_Assignment:_ Return, word for word, the lines of the listing below from the one with "use sqlx::PgPool;" through the one with "use actix_web::web;", and no other lines.

_Materials provided:_

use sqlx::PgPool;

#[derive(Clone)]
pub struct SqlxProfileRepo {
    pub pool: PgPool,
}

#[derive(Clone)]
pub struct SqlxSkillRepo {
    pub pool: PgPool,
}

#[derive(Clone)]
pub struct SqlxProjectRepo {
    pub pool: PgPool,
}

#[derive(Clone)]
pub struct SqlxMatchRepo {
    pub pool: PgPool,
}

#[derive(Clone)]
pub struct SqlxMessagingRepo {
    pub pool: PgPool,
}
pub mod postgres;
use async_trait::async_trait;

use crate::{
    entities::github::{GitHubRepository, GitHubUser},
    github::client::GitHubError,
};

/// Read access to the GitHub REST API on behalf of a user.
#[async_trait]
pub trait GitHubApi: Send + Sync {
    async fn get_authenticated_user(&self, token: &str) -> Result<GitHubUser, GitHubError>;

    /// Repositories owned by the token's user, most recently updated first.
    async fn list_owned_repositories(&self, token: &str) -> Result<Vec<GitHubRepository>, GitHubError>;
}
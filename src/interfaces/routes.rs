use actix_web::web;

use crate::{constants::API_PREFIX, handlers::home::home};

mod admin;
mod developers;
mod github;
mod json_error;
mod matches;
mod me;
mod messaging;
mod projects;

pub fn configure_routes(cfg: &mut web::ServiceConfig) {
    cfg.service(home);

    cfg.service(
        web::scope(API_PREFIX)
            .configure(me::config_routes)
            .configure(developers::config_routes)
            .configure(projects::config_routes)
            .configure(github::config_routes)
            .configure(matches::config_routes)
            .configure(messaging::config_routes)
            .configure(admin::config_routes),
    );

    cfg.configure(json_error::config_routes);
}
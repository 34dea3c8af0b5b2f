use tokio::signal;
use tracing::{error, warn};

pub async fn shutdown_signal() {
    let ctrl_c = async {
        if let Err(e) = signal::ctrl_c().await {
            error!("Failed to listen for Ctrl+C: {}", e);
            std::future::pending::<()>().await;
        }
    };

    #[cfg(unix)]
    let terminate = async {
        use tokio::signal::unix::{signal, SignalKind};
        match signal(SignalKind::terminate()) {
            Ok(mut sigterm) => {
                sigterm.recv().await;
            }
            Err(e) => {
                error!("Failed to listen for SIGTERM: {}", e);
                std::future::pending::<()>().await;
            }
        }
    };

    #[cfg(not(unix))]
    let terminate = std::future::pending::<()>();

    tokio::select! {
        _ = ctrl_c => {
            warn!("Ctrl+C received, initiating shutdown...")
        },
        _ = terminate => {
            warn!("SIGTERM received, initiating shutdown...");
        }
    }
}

---

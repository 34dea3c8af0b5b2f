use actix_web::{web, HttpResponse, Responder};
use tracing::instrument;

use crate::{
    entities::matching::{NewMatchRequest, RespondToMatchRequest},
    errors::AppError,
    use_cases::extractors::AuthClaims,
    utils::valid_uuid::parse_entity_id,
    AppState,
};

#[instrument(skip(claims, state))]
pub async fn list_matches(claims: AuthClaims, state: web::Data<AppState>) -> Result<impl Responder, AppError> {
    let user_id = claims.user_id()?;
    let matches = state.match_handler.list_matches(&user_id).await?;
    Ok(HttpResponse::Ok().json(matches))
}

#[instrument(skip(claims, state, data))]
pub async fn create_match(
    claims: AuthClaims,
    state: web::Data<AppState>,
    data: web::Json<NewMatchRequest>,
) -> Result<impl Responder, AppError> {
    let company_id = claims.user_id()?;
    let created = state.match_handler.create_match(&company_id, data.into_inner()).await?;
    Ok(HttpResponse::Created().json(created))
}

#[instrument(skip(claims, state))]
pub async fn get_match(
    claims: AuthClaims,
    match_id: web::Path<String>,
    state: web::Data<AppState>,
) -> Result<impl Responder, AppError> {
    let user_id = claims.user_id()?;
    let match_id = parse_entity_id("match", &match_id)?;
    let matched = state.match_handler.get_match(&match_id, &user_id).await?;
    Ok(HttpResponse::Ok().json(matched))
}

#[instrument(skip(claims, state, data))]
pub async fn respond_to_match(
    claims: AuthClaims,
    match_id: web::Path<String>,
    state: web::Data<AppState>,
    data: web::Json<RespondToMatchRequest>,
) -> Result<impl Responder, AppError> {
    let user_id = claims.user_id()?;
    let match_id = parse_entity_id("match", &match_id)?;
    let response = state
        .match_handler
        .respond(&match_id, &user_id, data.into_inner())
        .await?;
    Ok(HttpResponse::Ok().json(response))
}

--

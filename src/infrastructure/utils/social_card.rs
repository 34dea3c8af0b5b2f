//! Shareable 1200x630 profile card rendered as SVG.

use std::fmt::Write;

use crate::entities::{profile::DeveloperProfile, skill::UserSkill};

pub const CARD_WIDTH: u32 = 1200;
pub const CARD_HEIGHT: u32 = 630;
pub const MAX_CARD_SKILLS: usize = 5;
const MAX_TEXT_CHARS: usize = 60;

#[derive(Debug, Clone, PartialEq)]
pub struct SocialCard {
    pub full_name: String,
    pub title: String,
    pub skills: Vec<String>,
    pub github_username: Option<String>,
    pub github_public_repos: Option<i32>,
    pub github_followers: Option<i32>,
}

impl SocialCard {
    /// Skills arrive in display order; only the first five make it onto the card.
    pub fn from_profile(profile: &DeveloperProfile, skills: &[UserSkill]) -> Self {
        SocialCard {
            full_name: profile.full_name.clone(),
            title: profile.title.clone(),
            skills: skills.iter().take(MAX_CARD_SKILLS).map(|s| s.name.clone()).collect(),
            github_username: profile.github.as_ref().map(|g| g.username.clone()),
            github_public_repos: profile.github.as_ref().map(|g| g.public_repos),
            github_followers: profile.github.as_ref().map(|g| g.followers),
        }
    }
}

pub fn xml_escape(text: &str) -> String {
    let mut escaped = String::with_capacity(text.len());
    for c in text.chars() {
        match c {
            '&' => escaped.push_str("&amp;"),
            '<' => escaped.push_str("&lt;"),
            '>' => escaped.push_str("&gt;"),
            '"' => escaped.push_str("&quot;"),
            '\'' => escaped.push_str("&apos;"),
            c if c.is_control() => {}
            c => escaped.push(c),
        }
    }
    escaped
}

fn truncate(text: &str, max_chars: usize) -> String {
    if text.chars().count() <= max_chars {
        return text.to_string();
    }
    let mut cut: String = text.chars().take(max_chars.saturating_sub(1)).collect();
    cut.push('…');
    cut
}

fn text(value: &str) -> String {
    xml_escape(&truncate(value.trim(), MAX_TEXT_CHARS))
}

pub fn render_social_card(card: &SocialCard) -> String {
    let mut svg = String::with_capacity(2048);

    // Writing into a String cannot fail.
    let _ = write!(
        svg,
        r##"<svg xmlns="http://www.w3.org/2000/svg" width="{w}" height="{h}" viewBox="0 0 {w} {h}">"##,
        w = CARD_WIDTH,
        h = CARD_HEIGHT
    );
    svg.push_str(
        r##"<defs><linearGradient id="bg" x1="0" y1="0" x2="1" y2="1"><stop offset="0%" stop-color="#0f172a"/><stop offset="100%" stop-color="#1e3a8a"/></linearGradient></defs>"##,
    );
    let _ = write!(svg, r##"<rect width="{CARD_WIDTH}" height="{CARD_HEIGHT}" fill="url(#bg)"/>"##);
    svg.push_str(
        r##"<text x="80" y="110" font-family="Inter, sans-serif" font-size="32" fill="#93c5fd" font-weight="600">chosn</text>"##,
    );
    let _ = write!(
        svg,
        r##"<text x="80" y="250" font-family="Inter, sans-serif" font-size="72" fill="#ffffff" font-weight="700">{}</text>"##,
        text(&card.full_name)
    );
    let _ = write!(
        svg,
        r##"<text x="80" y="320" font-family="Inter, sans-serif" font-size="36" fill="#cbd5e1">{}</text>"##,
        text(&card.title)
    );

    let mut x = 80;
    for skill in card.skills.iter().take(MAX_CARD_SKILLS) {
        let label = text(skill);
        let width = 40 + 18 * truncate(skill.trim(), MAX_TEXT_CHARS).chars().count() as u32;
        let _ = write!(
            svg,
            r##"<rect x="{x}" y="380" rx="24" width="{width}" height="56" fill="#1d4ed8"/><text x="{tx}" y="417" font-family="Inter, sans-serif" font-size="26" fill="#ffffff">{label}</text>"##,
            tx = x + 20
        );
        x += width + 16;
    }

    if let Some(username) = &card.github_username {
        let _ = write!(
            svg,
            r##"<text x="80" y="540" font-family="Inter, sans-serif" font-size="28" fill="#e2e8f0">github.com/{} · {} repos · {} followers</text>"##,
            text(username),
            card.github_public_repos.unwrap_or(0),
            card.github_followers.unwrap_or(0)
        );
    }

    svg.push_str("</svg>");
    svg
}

_Exercise output:_
use sqlx::PgPool;

#[derive(Clone)]
pub struct SqlxProfileRepo {
    pub pool: PgPool,
}

#[derive(Clone)]
pub struct SqlxSkillRepo {
    pub pool: PgPool,
}

#[derive(Clone)]
pub struct SqlxProjectRepo {
    pub pool: PgPool,
}

#[derive(Clone)]
pub struct SqlxMatchRepo {
    pub pool: PgPool,
}

#[derive(Clone)]
pub struct SqlxMessagingRepo {
    pub pool: PgPool,
}
pub mod postgres;
use async_trait::async_trait;

use crate::{
    entities::github::{GitHubRepository, GitHubUser},
    github::client::GitHubError,
};

/// Read access to the GitHub REST API on behalf of a user.
#[async_trait]
pub trait GitHubApi: Send + Sync {
    async fn get_authenticated_user(&self, token: &str) -> Result<GitHubUser, GitHubError>;

    /// Repositories owned by the token's user, most recently updated first.
    async fn list_owned_repositories(&self, token: &str) -> Result<Vec<GitHubRepository>, GitHubError>;
}
filename src/interfaces/routes.rs
use actix_web::web;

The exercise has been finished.